Work item -> Filter the entries that follow, copying every line in which the word "info" appears.

Provided entries ->

=-=-=

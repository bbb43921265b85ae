//! The Drops pool: token ledger, membership and dividend engine composed
//! over an external cash asset.
//!
//! Every mutating operation runs inside [`DropsPool::atomically`]: the
//! touched accounts are checkpointed, internal state is committed, and the
//! external cash movement runs last. If any step fails the checkpoint is
//! restored, so a failed call leaves no trace in the pool. The cash asset
//! itself is expected to leave its own state untouched on error.

use std::collections::BTreeSet;

use drops_core::error::{ConfigError, LedgerError};
use drops_core::traits::{CashAsset, WeightingFunction};
use drops_core::types::{AccountRecord, Address, ShareChange};
use drops_core::units::rescale;
use tracing::{debug, info, warn};

use crate::config::PoolConfig;
use crate::engine::DividendEngine;
use crate::ledger::{SharesMoved, TokenLedger};
use crate::registry::MembershipRegistry;
use crate::snapshot::{AccountSnapshot, PoolSnapshot};
use crate::weighting::SqrtWeighting;

/// A cash-backed token whose enrolled holders share deposits pro rata to
/// their weighted holdings.
#[derive(Debug)]
pub struct DropsPool<C, W = SqrtWeighting> {
    config: PoolConfig,
    weighting: W,
    cash: C,
    ledger: TokenLedger,
    registry: MembershipRegistry,
    engine: DividendEngine,
}

impl<C: CashAsset> DropsPool<C, SqrtWeighting> {
    /// Create a pool with square-root weighting.
    pub fn new(config: PoolConfig, cash: C) -> Result<Self, ConfigError> {
        Self::with_weighting(config, cash, SqrtWeighting::new())
    }
}

impl<C: CashAsset, W: WeightingFunction> DropsPool<C, W> {
    /// Create a pool with a custom weighting function.
    ///
    /// # Errors
    ///
    /// Any [`PoolConfig::validate`] failure, or
    /// [`ConfigError::CashDecimalsMismatch`] if the cash asset's precision
    /// differs from `config.cash_decimals`.
    pub fn with_weighting(config: PoolConfig, cash: C, weighting: W) -> Result<Self, ConfigError> {
        config.validate()?;
        let asset = cash.decimals();
        if asset != config.cash_decimals {
            return Err(ConfigError::CashDecimalsMismatch {
                configured: config.cash_decimals,
                asset,
            });
        }
        info!(
            name = %config.name,
            symbol = %config.symbol,
            decimals = config.decimals,
            cash_decimals = config.cash_decimals,
            custody = %config.custody,
            "pool created"
        );
        Ok(Self {
            config,
            weighting,
            cash,
            ledger: TokenLedger::new(),
            registry: MembershipRegistry::new(),
            engine: DividendEngine::new(),
        })
    }

    // --- Configuration ---

    pub fn config(&self) -> &PoolConfig {
        &self.config
    }

    pub fn name(&self) -> &str {
        &self.config.name
    }

    pub fn symbol(&self) -> &str {
        &self.config.symbol
    }

    /// Decimal precision of the native unit.
    pub fn decimals(&self) -> u8 {
        self.config.decimals
    }

    /// Decimal precision of weighted shares.
    pub fn share_decimals(&self) -> u8 {
        self.weighting.output_decimals(self.config.decimals)
    }

    pub fn cash_decimals(&self) -> u8 {
        self.config.cash_decimals
    }

    /// Address under which the pool holds its cash.
    pub fn custody(&self) -> Address {
        self.config.custody
    }

    pub fn cash(&self) -> &C {
        &self.cash
    }

    /// Mutable access to the cash asset, for issuing and approvals.
    pub fn cash_mut(&mut self) -> &mut C {
        &mut self.cash
    }

    // --- Queries ---

    pub fn balance_of(&self, address: &Address) -> u128 {
        self.ledger.balance_of(address)
    }

    pub fn total_supply(&self) -> u128 {
        self.ledger.total_supply()
    }

    /// Weighted shares of `address`, enrolled or not.
    pub fn share_balance_of(&self, address: &Address) -> u128 {
        self.ledger.shares_of(address)
    }

    pub fn is_member(&self, address: &Address) -> bool {
        self.registry.is_member(address)
    }

    pub fn member_count(&self) -> usize {
        self.registry.member_count()
    }

    /// Enrolled accounts in address order.
    pub fn members(&self) -> impl Iterator<Item = &Address> {
        self.registry.iter()
    }

    /// Cash the pool holds and has not paid out.
    pub fn pool_cash(&self) -> u128 {
        self.engine.pool_cash()
    }

    pub fn distributable_cash(&self) -> u128 {
        self.engine.distributable_cash()
    }

    pub fn total_weighted_shares(&self) -> u128 {
        self.engine.total_weighted_shares()
    }

    /// Cash the custody address holds in the cash asset.
    ///
    /// Equals [`pool_cash`](Self::pool_cash) unless someone transferred cash
    /// to the custody address outside the pool.
    pub fn custody_cash(&self) -> u128 {
        self.cash.balance_of(&self.config.custody)
    }

    /// Cash `address` may withdraw right now. Zero for non-members.
    pub fn withdrawable_cash_of(&self, address: &Address) -> Result<u128, LedgerError> {
        if !self.registry.is_member(address) {
            return Ok(0);
        }
        self.engine.withdrawable(address, self.ledger.shares_of(address))
    }

    /// Full account record of `address`.
    pub fn account(&self, address: &Address) -> AccountRecord {
        let holding = self.ledger.holding(address);
        AccountRecord {
            raw_balance: holding.raw,
            weighted_shares: holding.shares,
            in_pool: self.registry.is_member(address),
            debt: self.engine.debt_of(address),
        }
    }

    /// Capture every observable quantity of the pool.
    ///
    /// Lists every account that ever held a balance or enrolled.
    pub fn snapshot(&self) -> Result<PoolSnapshot, LedgerError> {
        let addresses: BTreeSet<Address> = self
            .ledger
            .accounts()
            .map(|(address, _)| *address)
            .chain(self.registry.iter().copied())
            .collect();
        let mut accounts = Vec::with_capacity(addresses.len());
        for address in addresses {
            let record = self.account(&address);
            accounts.push(AccountSnapshot {
                address,
                raw_balance: record.raw_balance,
                weighted_shares: record.weighted_shares,
                in_pool: record.in_pool,
                debt: record.debt,
                withdrawable: self.withdrawable_cash_of(&address)?,
            });
        }
        Ok(PoolSnapshot {
            name: self.config.name.clone(),
            symbol: self.config.symbol.clone(),
            decimals: self.config.decimals,
            share_decimals: self.share_decimals(),
            cash_decimals: self.config.cash_decimals,
            total_supply: self.ledger.total_supply(),
            pool_cash: self.engine.pool_cash(),
            distributable_cash: self.engine.distributable_cash(),
            total_weighted_shares: self.engine.total_weighted_shares(),
            member_count: self.registry.member_count(),
            accounts,
        })
    }

    // --- Operations ---

    /// Enroll `address` in dividend distribution.
    ///
    /// Returns `false` if it was already a member. The account's current
    /// shares join the total without a claim on cash deposited earlier,
    /// except when nobody held enrolled shares before (carry-over).
    pub fn enroll(&mut self, address: Address) -> Result<bool, LedgerError> {
        if self.registry.is_member(&address) {
            return Ok(false);
        }
        self.atomically("enroll", &[address], |pool| {
            let shares = pool.ledger.shares_of(&address);
            pool.engine.rebase(&[ShareChange {
                address,
                old_shares: 0,
                new_shares: shares,
            }])?;
            pool.registry.enroll(address);
            info!(
                %address,
                shares,
                members = pool.registry.member_count(),
                total_weighted_shares = pool.engine.total_weighted_shares(),
                "account enrolled"
            );
            Ok(true)
        })
    }

    /// Deposit `cash_amount` from `caller` and credit `to` with the
    /// equivalent native amount.
    ///
    /// The deposit is distributed before `to` is credited, so `to` has no
    /// claim on it. `caller` must have approved the custody address for at
    /// least `cash_amount`. Returns the native amount minted.
    pub fn mint(&mut self, caller: &Address, to: &Address, cash_amount: u128) -> Result<u128, LedgerError> {
        let minted = rescale(cash_amount, self.config.cash_decimals, self.config.decimals)
            .ok_or(LedgerError::ArithmeticOverflow)?;
        self.atomically("mint", &[*caller, *to], |pool| {
            pool.engine.deposit(cash_amount)?;
            let moved = pool.ledger.mint(to, minted, &pool.weighting)?;
            pool.rebase_members(&[(*to, moved)])?;
            let custody = pool.config.custody;
            pool.cash.transfer_from(&custody, caller, &custody, cash_amount)?;
            info!(
                %caller,
                %to,
                cash_amount,
                minted,
                pool_cash = pool.engine.pool_cash(),
                "minted"
            );
            Ok(minted)
        })
    }

    /// Move `amount` of the native unit from `from` to `to`.
    ///
    /// Fails with [`LedgerError::InsufficientBalance`] if `from` holds less.
    pub fn transfer(&mut self, from: &Address, to: &Address, amount: u128) -> Result<(), LedgerError> {
        self.atomically("transfer", &[*from, *to], |pool| {
            let (debited, credited) = pool.ledger.transfer(from, to, amount, &pool.weighting)?;
            if from != to {
                pool.rebase_members(&[(*from, debited), (*to, credited)])?;
            }
            debug!(
                %from,
                %to,
                amount,
                total_weighted_shares = pool.engine.total_weighted_shares(),
                "transferred"
            );
            Ok(())
        })
    }

    /// Pay `amount` of cash out of the pool to `caller`.
    ///
    /// Fails with [`LedgerError::InsufficientBalance`] if `amount` exceeds
    /// [`withdrawable_cash_of`](Self::withdrawable_cash_of). Pool cash and
    /// the caller's debt are final before the cash leaves custody.
    pub fn withdraw(&mut self, caller: &Address, amount: u128) -> Result<(), LedgerError> {
        self.atomically("withdraw", &[*caller], |pool| {
            if pool.registry.is_member(caller) {
                let shares = pool.ledger.shares_of(caller);
                pool.engine.withdraw(caller, shares, amount)?;
            } else if amount > 0 {
                return Err(LedgerError::InsufficientBalance { have: 0, need: amount });
            }
            if amount > 0 {
                let custody = pool.config.custody;
                pool.cash.transfer(&custody, caller, amount)?;
            }
            info!(%caller, amount, pool_cash = pool.engine.pool_cash(), "withdrawn");
            Ok(())
        })
    }

    /// Feed share movements of enrolled accounts to the engine as one
    /// transition. Non-members are skipped.
    fn rebase_members(&mut self, moves: &[(Address, SharesMoved)]) -> Result<(), LedgerError> {
        let changes: Vec<ShareChange> = moves
            .iter()
            .filter(|(address, _)| self.registry.is_member(address))
            .map(|(address, moved)| ShareChange {
                address: *address,
                old_shares: moved.old,
                new_shares: moved.new,
            })
            .collect();
        self.engine.rebase(&changes)
    }

    /// Run `op`, restoring the touched state if it fails.
    fn atomically<T>(
        &mut self,
        operation: &'static str,
        touched: &[Address],
        op: impl FnOnce(&mut Self) -> Result<T, LedgerError>,
    ) -> Result<T, LedgerError> {
        let ledger = self.ledger.checkpoint(touched);
        let registry = self.registry.checkpoint(touched);
        let engine = self.engine.checkpoint(touched);
        match op(self) {
            Ok(value) => Ok(value),
            Err(err) => {
                self.ledger.restore(ledger);
                self.registry.restore(registry);
                self.engine.restore(engine);
                warn!(operation, error = %err, "operation rolled back");
                Err(err)
            }
        }
    }
}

=-=-=

Response for this exercise ->
use tracing::{debug, info, warn};
        info!(
            info!(
            info!(
            info!(%caller, amount, pool_cash = pool.engine.pool_cash(), "withdrawn");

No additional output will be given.